Apenas para ilustrar, basta lembrar o que fizemos com os nossos índios. Primeiro mandamos os nossos sertanistas, que fizeram os contatos; depois conseguimos a aproximação, a entrada na aldeia, a doação de presentes e iniciamos o convívio. E o índio começou a se alimentar de nossa cultura, considerada mais forte.

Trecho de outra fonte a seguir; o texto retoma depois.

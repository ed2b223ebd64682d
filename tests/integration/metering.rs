//! Metering integration tests
//!
//! Known signals in, known measurements out: levels, stereo image,
//! spectrum, clip counting and loudness.

use crate::helpers::tolerances::*;
use crate::helpers::*;
use approx::assert_abs_diff_eq;
use meterbridge::prelude::*;

/// Sine levels: RMS = A/sqrt(2), peak = A, crest = 3.01 dB.
#[test]
fn test_sine_levels() {
    let engine = test_engine();
    let amp = 0.5;
    let signal = generate_sine(1000.0, amp, TEST_SAMPLE_RATE, 4800);
    let snapshot = push_all(&engine, &dual_mono(&signal), TEST_SAMPLE_RATE);

    assert_abs_diff_eq!(snapshot.left.rms, rms(&signal), epsilon = LEVEL_EPSILON);
    assert_abs_diff_eq!(snapshot.left.peak, peak(&signal), epsilon = FLOAT_EPSILON);
    assert_abs_diff_eq!(
        snapshot.left.rms_db,
        20.0 * (amp as f32 / std::f32::consts::SQRT_2).log10(),
        epsilon = DB_EPSILON
    );
    assert_abs_diff_eq!(snapshot.left.crest_db, 3.01, epsilon = DB_EPSILON);
    assert!(snapshot.left.peak_hold >= snapshot.left.peak - FLOAT_EPSILON);
    assert!(!snapshot.is_silent);
    assert_snapshot_bounds(&snapshot);
}

/// Identical channels: correlation 1, balance 0, width at its floor.
#[test]
fn test_identical_channels() {
    let engine = test_engine();
    let signal = generate_noise(4800, 0.5, 7);
    let snapshot = push_all(&engine, &dual_mono(&signal), TEST_SAMPLE_RATE);

    assert_abs_diff_eq!(snapshot.correlation, 1.0, epsilon = 1e-4);
    assert_eq!(snapshot.balance, 0.0);
    assert_eq!(snapshot.width_db, -30.0);
}

/// Inverted right channel: correlation -1, pure side.
#[test]
fn test_anti_phase() {
    let engine = test_engine();
    let left = generate_sine(440.0, 0.5, TEST_SAMPLE_RATE, 4800);
    let right: Vec<f32> = left.iter().map(|x| -x).collect();
    let snapshot = push_all(&engine, &interleave(&left, &right), TEST_SAMPLE_RATE);

    assert_abs_diff_eq!(snapshot.correlation, -1.0, epsilon = 1e-4);
    assert_eq!(snapshot.width_db, 30.0);
    assert_abs_diff_eq!(snapshot.balance, 0.0, epsilon = 1e-4);
}

/// Hard-panned signals push balance to the extremes.
#[test]
fn test_balance_extremes() {
    let engine = test_engine();
    let signal = generate_sine(440.0, 0.5, TEST_SAMPLE_RATE, 4800);
    let silence = generate_silence(4800);

    let right_only = push_all(&engine, &interleave(&silence, &signal), TEST_SAMPLE_RATE);
    assert_abs_diff_eq!(right_only.balance, 1.0, epsilon = 1e-6);
    assert_eq!(right_only.correlation, 0.0);

    let left_only = push_all(&engine, &interleave(&signal, &silence), TEST_SAMPLE_RATE);
    assert_abs_diff_eq!(left_only.balance, -1.0, epsilon = 1e-6);
}

/// Uncorrelated noise sits between mono and pure side.
#[test]
fn test_uncorrelated_noise_width() {
    let engine = test_engine();
    let left = generate_noise(48000, 0.5, 1);
    let right = generate_noise(48000, 0.5, 0x9E37_79B9_7F4A_7C15);
    let snapshot = push_all(&engine, &interleave(&left, &right), TEST_SAMPLE_RATE);

    assert!(snapshot.correlation.abs() < 0.1, "corr {}", snapshot.correlation);
    assert!(snapshot.width_db.abs() < 1.0, "width {}", snapshot.width_db);
}

/// A constant offset shows up in the DC estimate.
#[test]
fn test_dc_offset_tracks() {
    let engine = test_engine();
    let snapshot = push_all(
        &engine,
        &dual_mono(&generate_dc(0.25, 3 * TEST_SAMPLE_RATE as usize)),
        TEST_SAMPLE_RATE,
    );
    assert_abs_diff_eq!(snapshot.left.dc_offset, 0.25, epsilon = 0.002);
    assert_abs_diff_eq!(snapshot.right.dc_offset, 0.25, epsilon = 0.002);
}

/// Dominant frequency lands within one bin of the synthesized sine.
#[test]
fn test_dominant_frequency() {
    for &(freq, fft_size) in &[(1000.0, 1024), (440.0, 4096), (5000.0, 2048)] {
        let engine = test_engine_with_fft(fft_size);
        let signal = generate_sine(freq, 0.5, TEST_SAMPLE_RATE, fft_size * 3);
        let snapshot = push_all(&engine, &dual_mono(&signal), TEST_SAMPLE_RATE);

        let bin_hz = TEST_SAMPLE_RATE as f32 / fft_size as f32;
        assert!(
            (snapshot.spectrum.dominant_hz - freq as f32).abs() <= bin_hz,
            "{} Hz read as {} Hz (bin {} Hz)",
            freq,
            snapshot.spectrum.dominant_hz,
            bin_hz
        );
        // Hann leakage outside the dominant three bins caps SNR near 17 dB.
        assert!(snapshot.spectrum.snr_db > 10.0);
        assert!(snapshot.spectrum.enob_bits.is_finite());
    }
}

/// A bin-centred sine reads its RMS level in dBFS.
#[test]
fn test_spectrum_amplitude_calibration() {
    let fft_size = 1024;
    let bin = 32;
    let freq = bin as f64 * TEST_SAMPLE_RATE as f64 / fft_size as f64;
    let engine = test_engine_with_fft(fft_size);
    let signal = generate_sine(freq, 0.5, TEST_SAMPLE_RATE, fft_size * 2);
    let snapshot = push_all(&engine, &dual_mono(&signal), TEST_SAMPLE_RATE);

    let expected = 20.0 * (0.5f32 / std::f32::consts::SQRT_2).log10();
    assert_abs_diff_eq!(
        snapshot.spectrum.magnitudes_db[bin],
        expected,
        epsilon = 0.2
    );
    assert!(snapshot.spectrum.noise_floor_db < expected - 40.0);
}

/// Until the FFT buffer fills, the spectrum is the silent placeholder.
#[test]
fn test_spectrum_before_first_analysis() {
    let engine = test_engine_with_fft(4096);
    let signal = generate_sine(1000.0, 0.5, TEST_SAMPLE_RATE, 1024);
    let snapshot = push_all(&engine, &dual_mono(&signal), TEST_SAMPLE_RATE);

    assert_eq!(snapshot.spectrum.magnitudes_db.len(), 2049);
    assert!(snapshot.spectrum.magnitudes_db.iter().all(|&v| v == -120.0));
    assert!(snapshot.spectrum.snr_db.is_nan());
    assert!(snapshot.spectrum.enob_bits.is_nan());
}

/// Full-scale square wave: sample clips counted, true peak at or above 0 dBTP.
#[test]
fn test_square_wave_clips() {
    let engine = test_engine();
    let square = generate_square(1000.0, 1.0, TEST_SAMPLE_RATE, 4800);
    let snapshot = push_all(&engine, &dual_mono(&square), TEST_SAMPLE_RATE);

    assert_eq!(snapshot.sample_clips, 2 * 4800);
    assert!(snapshot.true_peak_clips >= 1);
    assert!(snapshot.max_true_peak_dbtp() >= -0.01);
    assert_eq!(snapshot.left.peak_db, 0.0);
}

/// Clip counters never decrease over a session.
#[test]
fn test_clip_counters_monotone() {
    let engine = test_engine();
    let loud = dual_mono(&generate_square(500.0, 1.0, TEST_SAMPLE_RATE, 480));
    let quiet = dual_mono(&generate_sine(500.0, 0.1, TEST_SAMPLE_RATE, 480));

    let mut last = (0u64, 0u64);
    for i in 0..20 {
        let chunk = if i % 3 == 0 { &loud } else { &quiet };
        let s = push_all(&engine, chunk, TEST_SAMPLE_RATE);
        assert!(s.sample_clips >= last.0 && s.true_peak_clips >= last.1);
        last = (s.sample_clips, s.true_peak_clips);
    }
    assert!(last.0 > 0);
}

/// Oscilloscope rings keep their length and put the newest sample first.
#[test]
fn test_scope_most_recent_first() {
    let engine = MeterEngine::builder()
        .scope_length(8)
        .scope_decimation(1)
        .build()
        .unwrap();
    let ramp: Vec<f32> = (0..16).map(|i| i as f32 / 100.0).collect();
    let snapshot = push_all(&engine, &dual_mono(&ramp), TEST_SAMPLE_RATE);

    assert_eq!(snapshot.scope_left.len(), 8);
    assert_abs_diff_eq!(snapshot.scope_left[0], 0.15, epsilon = FLOAT_EPSILON);
    assert_abs_diff_eq!(snapshot.scope_left[7], 0.08, epsilon = FLOAT_EPSILON);
    assert_eq!(snapshot.scope_left, snapshot.scope_right);
}

/// Peak hold decays once the signal drops away.
#[test]
fn test_peak_hold_decays_after_loud_burst() {
    let engine = test_engine();
    let loud = dual_mono(&generate_sine(1000.0, 0.9, TEST_SAMPLE_RATE, 4800));
    let first = push_all(&engine, &loud, TEST_SAMPLE_RATE);
    let held = first.left.peak_hold;

    std::thread::sleep(std::time::Duration::from_millis(200));
    let quiet = dual_mono(&generate_silence(480));
    let after = push_all(&engine, &quiet, TEST_SAMPLE_RATE);

    assert!(after.left.peak_hold < held);
    assert!(after.left.peak_hold > 0.0);
}

/// Loudness windows report -inf until they have enough audio.
#[test]
fn test_loudness_warmup() {
    let engine = test_engine();
    let chunk = dual_mono(&generate_sine(1000.0, 0.5, TEST_SAMPLE_RATE, 2400));

    // 50 ms: below the 100 ms minimum.
    let s = push_all(&engine, &chunk, TEST_SAMPLE_RATE);
    assert_eq!(s.loudness.momentary_lufs, f64::NEG_INFINITY);
    assert_eq!(s.loudness.short_term_lufs, f64::NEG_INFINITY);
    assert_eq!(s.loudness.integrated_lufs, f64::NEG_INFINITY);
    assert!(s.loudness.psr_db.is_nan());
    assert!(s.loudness.plr_db.is_nan());

    // 150 ms: Momentary and Short-term available, no 400 ms block yet.
    push_all(&engine, &chunk, TEST_SAMPLE_RATE);
    let s = push_all(&engine, &chunk, TEST_SAMPLE_RATE);
    assert!(s.loudness.momentary_lufs.is_finite());
    assert!(s.loudness.short_term_lufs.is_finite());
    assert_eq!(s.loudness.integrated_lufs, f64::NEG_INFINITY);
}

/// 1 kHz sine at -20 dBFS RMS integrates to -20 LUFS.
#[test]
fn test_integrated_calibration() {
    let engine = test_engine();
    let signal = generate_sine_rms_db(1000.0, -20.0, TEST_SAMPLE_RATE, 10 * TEST_SAMPLE_RATE as usize);
    let snapshots = push_chunked(&engine, &dual_mono(&signal), 4800, TEST_SAMPLE_RATE);
    let last = snapshots.last().unwrap();

    assert_abs_diff_eq!(
        last.loudness.integrated_lufs,
        -20.0,
        epsilon = LOUDNESS_TOLERANCE_LU
    );
    assert_abs_diff_eq!(
        last.loudness.short_term_lufs,
        -20.0,
        epsilon = LOUDNESS_TOLERANCE_LU
    );
    assert_abs_diff_eq!(
        last.loudness.momentary_lufs,
        -20.0,
        epsilon = LOUDNESS_TOLERANCE_LU
    );
}

/// Audio below the absolute gate never produces an Integrated value.
#[test]
fn test_absolute_gate() {
    let engine = test_engine();
    let signal = generate_sine_rms_db(1000.0, -80.0, TEST_SAMPLE_RATE, 2 * TEST_SAMPLE_RATE as usize);
    let snapshots = push_chunked(&engine, &dual_mono(&signal), 4800, TEST_SAMPLE_RATE);
    let last = snapshots.last().unwrap();

    assert!(last.loudness.momentary_lufs.is_finite());
    assert_eq!(last.loudness.integrated_lufs, f64::NEG_INFINITY);
}

/// PSR and PLR of a steady sine: about 3 dB, PLR never below PSR.
#[test]
fn test_psr_plr_sine() {
    let engine = test_engine();
    let signal = generate_sine(1000.0, 0.5, TEST_SAMPLE_RATE, 4 * TEST_SAMPLE_RATE as usize);
    let snapshots = push_chunked(&engine, &dual_mono(&signal), 4800, TEST_SAMPLE_RATE);
    let last = snapshots.last().unwrap();

    let psr = last.loudness.psr_db;
    let plr = last.loudness.plr_db;
    assert!((2.0..4.5).contains(&psr), "psr {}", psr);
    assert!(plr >= psr - 0.05, "plr {} psr {}", plr, psr);
}

/// LRA stays 0 with fewer than five Short-term values.
#[test]
fn test_lra_needs_five_values() {
    let engine = test_engine();
    let chunk = dual_mono(&generate_sine(1000.0, 0.5, TEST_SAMPLE_RATE, 4800));

    // Four 100 ms chunks: at most four recorded values.
    for _ in 0..4 {
        let s = push_all(&engine, &chunk, TEST_SAMPLE_RATE);
        assert_eq!(s.loudness.range_lu, 0.0);
    }
}

/// Alternating loud and quiet sections give a positive range.
#[test]
fn test_lra_dynamic_programme() {
    let engine = test_engine();
    let loud = dual_mono(&generate_sine_rms_db(1000.0, -14.0, TEST_SAMPLE_RATE, 4800));
    let quiet = dual_mono(&generate_sine_rms_db(1000.0, -30.0, TEST_SAMPLE_RATE, 4800));

    let mut last = None;
    for section in 0..6 {
        let chunk = if section % 2 == 0 { &loud } else { &quiet };
        // 5 s per section.
        for _ in 0..50 {
            last = Some(push_all(&engine, chunk, TEST_SAMPLE_RATE));
        }
    }
    let range = last.unwrap().loudness.range_lu;
    assert!(range > 5.0, "range {}", range);
}

/// Resetting loudness restarts Integrated but keeps the session.
#[test]
fn test_reset_loudness_keeps_session() {
    let engine = test_engine();
    let chunk = dual_mono(&generate_sine(1000.0, 0.5, TEST_SAMPLE_RATE, 4800));
    for _ in 0..10 {
        push_all(&engine, &chunk, TEST_SAMPLE_RATE);
    }
    engine.metering().reset_loudness();

    let s = push_all(&engine, &chunk, TEST_SAMPLE_RATE);
    assert_eq!(s.sequence, 11);
    assert_eq!(s.loudness.integrated_lufs, f64::NEG_INFINITY);
    assert!(s.loudness.short_term_lufs.is_finite());
}

/// Non-finite input never reaches the snapshot.
#[test]
fn test_non_finite_input_sanitized() {
    let _ = tracing_subscriber::fmt()
        .with_max_level(tracing::Level::DEBUG)
        .with_test_writer()
        .try_init();
    let engine = test_engine();
    let mut chunk = dual_mono(&generate_sine(1000.0, 0.5, TEST_SAMPLE_RATE, 4800));
    chunk[100] = f32::NAN;
    chunk[501] = f32::NEG_INFINITY;
    chunk[2000] = f32::INFINITY;
    let s = push_all(&engine, &chunk, TEST_SAMPLE_RATE);

    assert_snapshot_bounds(&s);
    assert!(s.left.rms.is_finite() && s.right.rms.is_finite());
    assert!(s.loudness.momentary_lufs.is_finite());
    assert!(s.spectrum.magnitudes_db.iter().all(|v| v.is_finite()));
}

/// Basic levels mirror the full snapshot.
#[test]
fn test_basic_levels_projection() {
    let engine = test_engine();
    let left = generate_sine(1000.0, 0.5, TEST_SAMPLE_RATE, 2048);
    let right = generate_sine(1000.0, 0.25, TEST_SAMPLE_RATE, 2048);
    let snapshot = push_all(&engine, &interleave(&left, &right), TEST_SAMPLE_RATE);
    let basic = engine.basic_levels().unwrap();

    assert_eq!(basic.rms_left, snapshot.left.rms);
    assert_eq!(basic.rms_right, snapshot.right.rms);
    assert_eq!(basic.peak_hold_left, snapshot.left.peak_hold);
    assert_eq!(basic.peak_hold_right, snapshot.right.peak_hold);
    assert_eq!(basic.spectrum_db, snapshot.spectrum.magnitudes_db);
    assert_eq!(
        engine.levels(),
        (
            snapshot.left.rms,
            snapshot.right.rms,
            snapshot.left.peak_hold,
            snapshot.right.peak_hold
        )
    );
}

Com o tempo ele abandonou as suas raízes, adotou a roupa de etiqueta importada e aceitou os nossos hábitos. E a sua cultura foi sendo relegada a um segundo plano. E falamos cultura como o somatório de religião, artesanato, política, folclore. O nosso índio tem carteira de identidade, usa calçado importado, adotou a tecnologia e se mistura com qualquer manifestante, seja em área urbana ou na floresta, de onde ele vai, aos poucos, se afastando. A sua cultura foi pulverizada e caminha para o desaparecimento.

Usei três longos parágrafos para falar do hábito de copiar coisas que vemos em outras culturas e que nem sempre soam benéficas para nós. Bem sabemos do poder da indústria armamentista americana. Graças a esse poder, qualquer cidadão pode manter um arsenal em casa, ensinar as crianças a manipularem armas sofisticadas e, em muitos casos, demonstrar a sua habilidade atirando contra alvos vivos, estejam eles em uma escola ou uma avenida. No nosso caso, ainda não atingimos esse estágio, mas a preocupação é muito grande.

Apesar de nossa experiência de homem público, e sempre em contato com todos os segmentos de nossa sociedade, confesso que não tenho certeza da existência, entre nós, de algum tipo de pressão da indústria armamentista sobre o controle de fronteiras, o que impediria a ingresso de armas em nosso território. Se não existe a pressão, pode existir a inoperância, a omissão, ou a corrupção por parte de quem deveria impedir a entrada de armas. O fato é que elas estão aí, e a cada dia com uma sofisticação maior. E o mais grave: nas mãos das pessoas erradas.

Armas em punho, maldade à mostra, e consciência da impunidade, o crime vai ficando cada dia mais corriqueiro, mais comum, e transita em todos os setores da sociedade. Ele pode estar disfarçado no andar de cima, no prédio de classe média, onde o barulho do vizinho é o suficiente para a violência; ou nos bairros mais sofisticados, onde um simples telefone móvel, ou um relógio mais caro, seria justificativa; ou na periferia, onde todos têm a democrática situação de vítima, no trabalho, em casa ou na rua, onde predomina a trágica ironia da tal "bola da vez".

Na nossa condição de colonizados, só não absorvemos a importação acentuada nem o ensino massificado do uso de armas, tão comuns nos Estados Unidos. Mas isso pode ser questão de tempo. Tudo faz crer que o governo concorda que os nossos criminosos são mais humildes, que preferem a ilegalidade da importação e o empirismo do improviso. E enquanto isso a sociedade produtiva paga a conta acumulando cruzes, somando dores e exercendo em sua plenitude a condição de ingênuos e omissos. Ingênuos por pensar que nada pode ser mudado; omissos porque isso está virando uma característica nossa, as pessoas de bem.

*Vitor Sapienza é deputado estadual (PPS), ex-presidente da Assembleia Legislativa de São Paulo, economista e agente fiscal de rendas aposentado.